Como imaginará Sr. Durán, me interesó el contenido de la carta, pues en ella la difunta de setenta y seis años declara con precisión el momento justo de la llamada al 911 para el reconocimiento de su cadáver (las diez de la noche). De alguna manera conocía la fecha y hora de su muerte.
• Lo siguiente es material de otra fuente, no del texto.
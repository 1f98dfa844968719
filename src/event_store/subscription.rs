//! Persistent Subscriptions
//!
//! Named, cursor-tracked subscriptions over the global event feed,
//! filtered by stream prefix. Workers within a group compete for events
//! and must Ack or Nack every delivery: the group checkpoint only
//! advances past contiguously acknowledged positions, so a restart
//! redelivers everything unacknowledged (at-least-once).
//!
//! One `PersistentSubscription` handle is shared by all workers of a
//! group; its delivery state sits behind a mutex so `recv`/`ack`/`nack`
//! are safe to call from any worker task.

use std::collections::{BTreeMap, HashSet};
use std::time::Duration;

use sqlx::PgPool;
use tokio::sync::Mutex;

use super::error::EventStoreError;
use super::event::{Event, ResolvedEvent};

/// What `recv` yields to a worker
#[derive(Debug)]
pub enum SubscriptionReply {
    /// The next event delivered to this subscriber
    EventAppeared(ResolvedEvent),
    /// The subscription can no longer deliver; the caller restarts the
    /// whole subscribe call
    Dropped(String),
}

/// Tuning for the subscription feed
#[derive(Debug, Clone)]
pub struct SubscriptionSettings {
    /// Events fetched from the feed per round trip
    pub batch_size: i64,
    /// Sleep between polls when the feed is dry
    pub poll_interval: Duration,
}

impl Default for SubscriptionSettings {
    fn default() -> Self {
        Self {
            batch_size: 256,
            poll_interval: Duration::from_millis(100),
        }
    }
}

/// Creates subscription groups and connects to them
#[derive(Debug, Clone)]
pub struct SubscriptionClient {
    pool: PgPool,
}

impl SubscriptionClient {
    pub fn new(pool: PgPool) -> Self {
        Self { pool }
    }

    /// Create a subscription group with a stream-prefix filter.
    ///
    /// A group that already exists is not an error; its cursor is kept.
    pub async fn create_group(&self, group: &str, prefix: &str) -> Result<(), EventStoreError> {
        sqlx::query(
            r#"
            INSERT INTO subscription_groups (group_name, stream_prefix, checkpoint)
            VALUES ($1, $2, 0)
            ON CONFLICT (group_name) DO NOTHING
            "#,
        )
        .bind(group)
        .bind(prefix)
        .execute(&self.pool)
        .await?;

        Ok(())
    }

    /// Connect to an existing group, resuming from its checkpoint
    pub async fn connect(&self, group: &str) -> Result<PersistentSubscription, EventStoreError> {
        let row: Option<(String, i64)> = sqlx::query_as(
            "SELECT stream_prefix, checkpoint FROM subscription_groups WHERE group_name = $1",
        )
        .bind(group)
        .fetch_optional(&self.pool)
        .await?;

        let (prefix, checkpoint) = row
            .ok_or_else(|| EventStoreError::SubscriptionGroupNotFound(group.to_string()))?;

        Ok(PersistentSubscription {
            pool: self.pool.clone(),
            group: group.to_string(),
            prefix,
            settings: SubscriptionSettings::default(),
            tracker: Mutex::new(DeliveryTracker::new(checkpoint)),
        })
    }
}

/// A connected subscription shared cooperatively by a worker pool
#[derive(Debug)]
pub struct PersistentSubscription {
    pool: PgPool,
    group: String,
    prefix: String,
    settings: SubscriptionSettings,
    tracker: Mutex<DeliveryTracker>,
}

impl PersistentSubscription {
    pub fn group(&self) -> &str {
        &self.group
    }

    /// Block until the next event is deliverable to this subscriber.
    ///
    /// Events of a stream are delivered serially: an event is held back
    /// while an earlier event of the same stream is unacknowledged.
    /// Storage failures surface as `Dropped`; the caller restarts the
    /// subscription.
    pub async fn recv(&self) -> SubscriptionReply {
        loop {
            {
                let mut tracker = self.tracker.lock().await;
                if let Some(resolved) = tracker.next() {
                    return SubscriptionReply::EventAppeared(resolved);
                }

                match self.fetch_after(tracker.fetched_through()).await {
                    Ok(events) if !events.is_empty() => {
                        tracker.enqueue(events);
                        if let Some(resolved) = tracker.next() {
                            return SubscriptionReply::EventAppeared(resolved);
                        }
                        // everything fetched is behind an in-flight
                        // delivery of the same stream; poll again
                        continue;
                    }
                    Ok(_) => {}
                    Err(err) => {
                        return SubscriptionReply::Dropped(format!(
                            "subscription {} dropped: {err}",
                            self.group
                        ));
                    }
                }
            }

            tokio::time::sleep(self.settings.poll_interval).await;
        }
    }

    /// Acknowledge a delivery, persisting the group checkpoint when it
    /// advances
    pub async fn ack(&self, resolved: &ResolvedEvent) -> Result<(), EventStoreError> {
        let advanced = {
            let mut tracker = self.tracker.lock().await;
            tracker.ack(resolved.position)
        };

        if let Some(checkpoint) = advanced {
            // checkpoint only moves forward, even if two acks persist
            // out of order
            sqlx::query(
                "UPDATE subscription_groups SET checkpoint = $1, updated_at = NOW() \
                 WHERE group_name = $2 AND checkpoint < $1",
            )
            .bind(checkpoint)
            .bind(&self.group)
            .execute(&self.pool)
            .await?;
        }

        Ok(())
    }

    /// Reject a delivery; the event is redelivered to the group
    pub async fn nack(&self, resolved: &ResolvedEvent, reason: &str) -> Result<(), EventStoreError> {
        tracing::warn!(
            group = %self.group,
            position = resolved.position,
            event_type = %resolved.event.event_type,
            reason,
            "event nacked, will redeliver"
        );

        let mut tracker = self.tracker.lock().await;
        tracker.nack(resolved.position);
        Ok(())
    }

    async fn fetch_after(&self, position: i64) -> Result<Vec<ResolvedEvent>, EventStoreError> {
        let rows: Vec<(i64, uuid::Uuid, String, String, String, i64, serde_json::Value, serde_json::Value, chrono::DateTime<chrono::Utc>)> =
            sqlx::query_as(
                r#"
                SELECT global_position, event_id, stream_id, aggregate_type, event_type,
                       version, data, metadata, timestamp
                FROM events
                WHERE global_position > $1 AND stream_id LIKE $2
                ORDER BY global_position ASC
                LIMIT $3
                "#,
            )
            .bind(position)
            .bind(format!("{}%", self.prefix))
            .bind(self.settings.batch_size)
            .fetch_all(&self.pool)
            .await?;

        Ok(rows
            .into_iter()
            .map(|row| {
                let (global_position, event_id, stream_id, aggregate_type, event_type, version, data, metadata, timestamp) = row;
                ResolvedEvent {
                    position: global_position,
                    event: Event {
                        event_id,
                        aggregate_id: stream_id,
                        aggregate_type,
                        event_type,
                        version,
                        timestamp,
                        data,
                        metadata,
                    },
                }
            })
            .collect())
    }
}

// =========================================================================
// Delivery tracking
// =========================================================================

#[derive(Debug, Clone, Copy, PartialEq, Eq)]
enum DeliveryState {
    Ready,
    InFlight,
    Acked,
}

#[derive(Debug)]
struct PendingDelivery {
    resolved: ResolvedEvent,
    state: DeliveryState,
}

/// In-memory delivery state of one subscription group.
///
/// Invariants: the checkpoint only moves past contiguously acknowledged
/// positions, and at most one event per stream is in flight.
#[derive(Debug)]
struct DeliveryTracker {
    checkpoint: i64,
    pending: BTreeMap<i64, PendingDelivery>,
    in_flight_streams: HashSet<String>,
}

impl DeliveryTracker {
    fn new(checkpoint: i64) -> Self {
        Self {
            checkpoint,
            pending: BTreeMap::new(),
            in_flight_streams: HashSet::new(),
        }
    }

    /// Highest position already fetched into the tracker
    fn fetched_through(&self) -> i64 {
        self.pending
            .keys()
            .next_back()
            .copied()
            .unwrap_or(self.checkpoint)
    }

    fn enqueue(&mut self, events: Vec<ResolvedEvent>) {
        for resolved in events {
            if resolved.position <= self.checkpoint || self.pending.contains_key(&resolved.position)
            {
                continue;
            }
            self.pending.insert(
                resolved.position,
                PendingDelivery {
                    resolved,
                    state: DeliveryState::Ready,
                },
            );
        }
    }

    /// Next deliverable event: the lowest ready position whose stream
    /// has nothing in flight
    fn next(&mut self) -> Option<ResolvedEvent> {
        let position = self.pending.iter().find_map(|(position, delivery)| {
            let stream = &delivery.resolved.event.aggregate_id;
            (delivery.state == DeliveryState::Ready && !self.in_flight_streams.contains(stream))
                .then_some(*position)
        })?;

        let delivery = self.pending.get_mut(&position)?;
        delivery.state = DeliveryState::InFlight;
        self.in_flight_streams
            .insert(delivery.resolved.event.aggregate_id.clone());
        Some(delivery.resolved.clone())
    }

    /// Mark a delivery done; returns the new checkpoint if it advanced
    fn ack(&mut self, position: i64) -> Option<i64> {
        let delivery = self.pending.get_mut(&position)?;
        delivery.state = DeliveryState::Acked;
        self.in_flight_streams
            .remove(&delivery.resolved.event.aggregate_id);

        let mut advanced = false;
        while let Some(entry) = self.pending.first_entry() {
            if entry.get().state != DeliveryState::Acked {
                break;
            }
            self.checkpoint = *entry.key();
            entry.remove();
            advanced = true;
        }

        advanced.then_some(self.checkpoint)
    }

    /// Put a delivery back for redelivery
    fn nack(&mut self, position: i64) {
        if let Some(delivery) = self.pending.get_mut(&position) {
            delivery.state = DeliveryState::Ready;
            self.in_flight_streams
                .remove(&delivery.resolved.event.aggregate_id);
        }
    }
}

#[cfg(test)]
mod tests {
    use super::*;

    fn resolved(position: i64, stream: &str) -> ResolvedEvent {
        ResolvedEvent {
            position,
            event: Event::new(stream, "order", "ORDER_SUBMITTED", 1, serde_json::Value::Null),
        }
    }

    #[test]
    fn test_delivers_in_feed_order_across_streams() {
        let mut tracker = DeliveryTracker::new(0);
        tracker.enqueue(vec![resolved(1, "order-a"), resolved(2, "order-b")]);

        assert_eq!(tracker.next().unwrap().position, 1);
        assert_eq!(tracker.next().unwrap().position, 2);
        assert!(tracker.next().is_none());
    }

    #[test]
    fn test_same_stream_is_serial() {
        let mut tracker = DeliveryTracker::new(0);
        tracker.enqueue(vec![
            resolved(1, "order-a"),
            resolved(2, "order-a"),
            resolved(3, "order-b"),
        ]);

        let first = tracker.next().unwrap();
        assert_eq!(first.position, 1);

        // position 2 is held back behind the in-flight delivery of the
        // same stream; position 3 interleaves freely
        let second = tracker.next().unwrap();
        assert_eq!(second.position, 3);
        assert!(tracker.next().is_none());

        tracker.ack(1);
        assert_eq!(tracker.next().unwrap().position, 2);
    }

    #[test]
    fn test_nack_redelivers_same_event() {
        let mut tracker = DeliveryTracker::new(0);
        tracker.enqueue(vec![resolved(1, "order-a"), resolved(2, "order-a")]);

        let first = tracker.next().unwrap();
        tracker.nack(first.position);

        // the nacked event is redelivered before its successor
        assert_eq!(tracker.next().unwrap().position, 1);
    }

    #[test]
    fn test_checkpoint_advances_contiguously() {
        let mut tracker = DeliveryTracker::new(0);
        tracker.enqueue(vec![
            resolved(1, "order-a"),
            resolved(2, "order-b"),
            resolved(3, "order-c"),
        ]);

        let first = tracker.next().unwrap();
        let second = tracker.next().unwrap();
        let third = tracker.next().unwrap();

        // acks out of order: checkpoint waits for position 1
        assert_eq!(tracker.ack(second.position), None);
        assert_eq!(tracker.ack(third.position), None);
        assert_eq!(tracker.ack(first.position), Some(3));
        assert_eq!(tracker.fetched_through(), 3);
    }

    #[test]
    fn test_enqueue_skips_known_positions() {
        let mut tracker = DeliveryTracker::new(5);
        tracker.enqueue(vec![resolved(4, "order-a"), resolved(6, "order-a")]);
        tracker.enqueue(vec![resolved(6, "order-a"), resolved(7, "order-b")]);

        // position 4 is behind the checkpoint, 6 was deduplicated
        assert_eq!(tracker.next().unwrap().position, 6);
        assert_eq!(tracker.next().unwrap().position, 7);
        assert!(tracker.next().is_none());
    }
}
//! Domain Errors
//!
//! Business-rule violations raised by the order state machine.

/// Errors raised when a command's pre-condition is violated
#[derive(Debug, Clone, PartialEq, Eq, thiserror::Error)]
pub enum DomainError {
    #[error("shop items are required")]
    ShopItemsRequired,

    #[error("invalid delivery address")]
    InvalidDeliveryAddress,

    #[error("order already exists")]
    OrderAlreadyExists,

    #[error("order already paid")]
    AlreadyPaid,

    #[error("order already submitted")]
    AlreadySubmitted,

    #[error("order already canceled")]
    AlreadyCanceled,

    #[error("order already completed")]
    AlreadyCompleted,

    #[error("order not paid")]
    NotPaid,

    #[error("cancel reason is required")]
    CancelReasonRequired,

    #[error("order must be paid before delivery")]
    MustBePaidBeforeDelivered,

    #[error("order not found")]
    OrderNotFound,
}
//! Order entity
//!
//! The order is the domain entity owned by the order aggregate.
//! State is derived from events, never directly mutated by callers.

use chrono::{DateTime, Utc};
use rust_decimal::Decimal;
use serde::{Deserialize, Serialize};

use super::events::OrderEvent;

/// A line item in the shopping cart
#[derive(Debug, Clone, Default, PartialEq, Serialize, Deserialize)]
#[serde(rename_all = "camelCase")]
pub struct ShopItem {
    pub id: String,
    pub title: String,
    pub description: String,
    pub quantity: u64,
    pub price: Decimal,
}

/// Payment attached to an order once it is paid
#[derive(Debug, Clone, Default, PartialEq, Serialize, Deserialize)]
#[serde(rename_all = "camelCase")]
pub struct Payment {
    pub payment_id: String,
    pub timestamp: DateTime<Utc>,
}

/// Sum of quantity x price over the cart
pub fn total_price(shop_items: &[ShopItem]) -> Decimal {
    shop_items
        .iter()
        .map(|item| item.price * Decimal::from(item.quantity))
        .sum()
}

/// Current order state, folded from the event stream
#[derive(Debug, Clone, Default, PartialEq, Serialize, Deserialize)]
#[serde(rename_all = "camelCase")]
pub struct Order {
    pub id: String,
    pub shop_items: Vec<ShopItem>,
    pub account_email: String,
    pub delivery_address: String,
    pub cancel_reason: String,
    pub total_price: Decimal,
    pub delivered_time: Option<DateTime<Utc>>,
    pub paid: bool,
    pub submitted: bool,
    pub completed: bool,
    pub canceled: bool,
    pub payment: Option<Payment>,
}

impl Order {
    /// Pure transition function: fold one event into the current state.
    ///
    /// Replaying the stream in version order through this function
    /// reproduces the order state exactly.
    pub fn apply(&mut self, event: &OrderEvent) {
        match event {
            OrderEvent::Created {
                shop_items,
                account_email,
                delivery_address,
            } => {
                self.shop_items = shop_items.clone();
                self.account_email = account_email.clone();
                self.delivery_address = delivery_address.clone();
                self.total_price = total_price(shop_items);
            }

            OrderEvent::Paid(payment) => {
                self.paid = true;
                self.payment = Some(payment.clone());
            }

            OrderEvent::Submitted => {
                self.submitted = true;
            }

            OrderEvent::ShoppingCartUpdated { shop_items } => {
                self.shop_items = shop_items.clone();
                self.total_price = total_price(shop_items);
            }

            // Canceled and completed are mutually exclusive: last writer wins
            OrderEvent::Canceled { cancel_reason } => {
                self.canceled = true;
                self.completed = false;
                self.cancel_reason = cancel_reason.clone();
            }

            OrderEvent::Completed { delivery_timestamp } => {
                self.completed = true;
                self.canceled = false;
                self.delivered_time = Some(*delivery_timestamp);
            }

            OrderEvent::DeliveryAddressChanged { delivery_address } => {
                self.delivery_address = delivery_address.clone();
            }
        }
    }
}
La operadora informó (como se puede verificar en las grabaciones) que la señora hablaba con suma tranquilidad, notificando que en unos minutos estaría muerta, que si por favor le enviaban a alguien. Según los informes recopilados, una patrulla policial atendió al llamado y constató el deceso de Vilma por un paro cardíaco, y es más, confirmó que el cadáver yacía en el patio trasero, anegado en agua como si le hubiese llovido (aunque no era temporada de lluvias ni había grifos por donde escapara el agua).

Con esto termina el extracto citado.